[Data extracted from a collection]
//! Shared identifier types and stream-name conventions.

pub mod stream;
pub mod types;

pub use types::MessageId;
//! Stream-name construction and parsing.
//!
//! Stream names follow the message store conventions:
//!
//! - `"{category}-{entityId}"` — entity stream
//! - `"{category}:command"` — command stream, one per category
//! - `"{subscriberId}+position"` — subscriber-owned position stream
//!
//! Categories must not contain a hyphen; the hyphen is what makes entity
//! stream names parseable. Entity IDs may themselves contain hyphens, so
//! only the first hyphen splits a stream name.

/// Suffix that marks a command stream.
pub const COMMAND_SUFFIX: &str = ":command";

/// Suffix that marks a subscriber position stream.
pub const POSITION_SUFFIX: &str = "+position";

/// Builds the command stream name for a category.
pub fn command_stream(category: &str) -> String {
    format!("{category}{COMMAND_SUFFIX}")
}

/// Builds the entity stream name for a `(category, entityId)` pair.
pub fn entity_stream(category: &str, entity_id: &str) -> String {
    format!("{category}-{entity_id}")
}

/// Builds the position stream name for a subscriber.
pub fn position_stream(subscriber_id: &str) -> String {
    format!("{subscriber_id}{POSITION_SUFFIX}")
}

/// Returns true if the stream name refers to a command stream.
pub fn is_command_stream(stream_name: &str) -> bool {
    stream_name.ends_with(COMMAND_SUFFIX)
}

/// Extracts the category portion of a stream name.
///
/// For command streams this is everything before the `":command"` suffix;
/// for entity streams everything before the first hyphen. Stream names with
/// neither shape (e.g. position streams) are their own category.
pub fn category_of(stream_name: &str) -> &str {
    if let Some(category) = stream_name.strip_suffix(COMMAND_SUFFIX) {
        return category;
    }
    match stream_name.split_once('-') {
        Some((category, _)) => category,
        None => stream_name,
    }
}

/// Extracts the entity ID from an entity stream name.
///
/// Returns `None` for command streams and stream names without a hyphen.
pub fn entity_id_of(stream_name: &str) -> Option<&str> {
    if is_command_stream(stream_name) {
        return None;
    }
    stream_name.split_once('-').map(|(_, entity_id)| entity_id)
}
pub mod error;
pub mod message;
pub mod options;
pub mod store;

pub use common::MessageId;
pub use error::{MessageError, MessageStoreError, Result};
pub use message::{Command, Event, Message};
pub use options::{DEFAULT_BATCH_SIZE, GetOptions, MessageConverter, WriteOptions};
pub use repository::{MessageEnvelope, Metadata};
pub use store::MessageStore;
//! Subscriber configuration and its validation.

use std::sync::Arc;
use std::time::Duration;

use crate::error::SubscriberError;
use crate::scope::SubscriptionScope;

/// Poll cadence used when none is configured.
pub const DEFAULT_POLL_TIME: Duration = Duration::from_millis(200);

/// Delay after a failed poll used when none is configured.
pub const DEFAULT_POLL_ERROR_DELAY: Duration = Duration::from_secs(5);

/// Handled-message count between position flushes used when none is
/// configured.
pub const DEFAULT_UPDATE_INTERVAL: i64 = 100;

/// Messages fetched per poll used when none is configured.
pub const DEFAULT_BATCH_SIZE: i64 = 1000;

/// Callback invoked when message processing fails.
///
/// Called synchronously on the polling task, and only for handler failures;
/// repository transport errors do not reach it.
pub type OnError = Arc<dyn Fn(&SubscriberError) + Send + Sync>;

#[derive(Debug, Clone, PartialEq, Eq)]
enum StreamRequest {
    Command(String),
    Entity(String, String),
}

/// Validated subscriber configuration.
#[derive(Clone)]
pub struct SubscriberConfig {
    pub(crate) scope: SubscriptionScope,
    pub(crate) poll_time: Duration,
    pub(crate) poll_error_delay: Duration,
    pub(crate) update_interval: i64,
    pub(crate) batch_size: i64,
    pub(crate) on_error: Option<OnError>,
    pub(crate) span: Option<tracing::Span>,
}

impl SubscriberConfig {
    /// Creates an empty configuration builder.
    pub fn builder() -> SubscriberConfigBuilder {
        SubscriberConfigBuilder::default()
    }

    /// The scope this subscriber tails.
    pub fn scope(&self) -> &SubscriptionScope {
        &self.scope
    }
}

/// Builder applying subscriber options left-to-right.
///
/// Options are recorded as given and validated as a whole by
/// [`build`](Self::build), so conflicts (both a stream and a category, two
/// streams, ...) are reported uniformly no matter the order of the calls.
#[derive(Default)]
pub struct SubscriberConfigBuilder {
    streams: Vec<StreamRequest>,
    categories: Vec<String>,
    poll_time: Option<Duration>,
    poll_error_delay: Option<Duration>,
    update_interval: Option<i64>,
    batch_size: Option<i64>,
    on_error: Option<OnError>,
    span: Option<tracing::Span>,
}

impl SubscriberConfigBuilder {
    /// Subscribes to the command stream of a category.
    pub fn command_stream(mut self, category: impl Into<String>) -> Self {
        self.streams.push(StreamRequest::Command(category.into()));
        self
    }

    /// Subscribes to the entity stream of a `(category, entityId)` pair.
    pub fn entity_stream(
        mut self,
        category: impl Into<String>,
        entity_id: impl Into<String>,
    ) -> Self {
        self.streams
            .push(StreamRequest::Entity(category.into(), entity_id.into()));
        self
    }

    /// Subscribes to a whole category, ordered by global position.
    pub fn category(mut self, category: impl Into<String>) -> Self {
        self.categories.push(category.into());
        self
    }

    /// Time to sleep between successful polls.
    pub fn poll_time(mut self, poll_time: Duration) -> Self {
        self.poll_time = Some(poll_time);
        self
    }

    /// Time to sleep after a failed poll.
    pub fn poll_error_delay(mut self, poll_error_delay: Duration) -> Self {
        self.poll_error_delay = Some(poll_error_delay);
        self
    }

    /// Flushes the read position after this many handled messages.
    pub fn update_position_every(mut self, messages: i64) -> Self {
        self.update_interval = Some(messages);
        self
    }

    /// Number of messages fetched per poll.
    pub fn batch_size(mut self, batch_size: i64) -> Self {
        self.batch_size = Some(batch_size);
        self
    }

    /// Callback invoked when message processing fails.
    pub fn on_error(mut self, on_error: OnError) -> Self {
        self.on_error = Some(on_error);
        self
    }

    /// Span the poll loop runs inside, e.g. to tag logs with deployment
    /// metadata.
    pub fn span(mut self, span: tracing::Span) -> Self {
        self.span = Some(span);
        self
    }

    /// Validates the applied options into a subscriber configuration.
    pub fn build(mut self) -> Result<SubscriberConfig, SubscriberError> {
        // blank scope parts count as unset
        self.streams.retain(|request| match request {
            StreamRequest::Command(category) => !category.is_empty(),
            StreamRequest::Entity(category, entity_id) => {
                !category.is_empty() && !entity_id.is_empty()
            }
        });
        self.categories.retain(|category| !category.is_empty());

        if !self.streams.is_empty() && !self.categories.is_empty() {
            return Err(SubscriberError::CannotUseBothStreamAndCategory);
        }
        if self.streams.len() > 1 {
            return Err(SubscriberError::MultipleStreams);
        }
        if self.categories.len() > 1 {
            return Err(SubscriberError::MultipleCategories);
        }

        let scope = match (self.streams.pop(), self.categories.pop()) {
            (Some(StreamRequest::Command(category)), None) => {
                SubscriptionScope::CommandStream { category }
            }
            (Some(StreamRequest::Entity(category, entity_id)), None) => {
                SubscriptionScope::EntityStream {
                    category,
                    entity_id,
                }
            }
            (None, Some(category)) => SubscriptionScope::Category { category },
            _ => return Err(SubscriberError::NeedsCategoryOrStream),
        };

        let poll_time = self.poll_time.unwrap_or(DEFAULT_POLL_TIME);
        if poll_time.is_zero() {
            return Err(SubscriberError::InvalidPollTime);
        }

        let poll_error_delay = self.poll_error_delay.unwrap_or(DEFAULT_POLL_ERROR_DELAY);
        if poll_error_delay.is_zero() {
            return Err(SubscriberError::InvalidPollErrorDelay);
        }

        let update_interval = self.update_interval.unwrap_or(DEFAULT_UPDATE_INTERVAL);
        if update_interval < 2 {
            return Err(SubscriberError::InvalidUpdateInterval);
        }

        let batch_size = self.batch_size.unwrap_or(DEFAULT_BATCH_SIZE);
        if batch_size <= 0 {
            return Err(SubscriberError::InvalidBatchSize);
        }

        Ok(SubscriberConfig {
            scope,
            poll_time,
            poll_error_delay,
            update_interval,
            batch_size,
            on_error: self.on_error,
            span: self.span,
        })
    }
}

WORK REQUIRED: Among the lines of the data, some may contain the string "Extracts"; report how many, and nothing more.

WRITTEN ANSWER: 2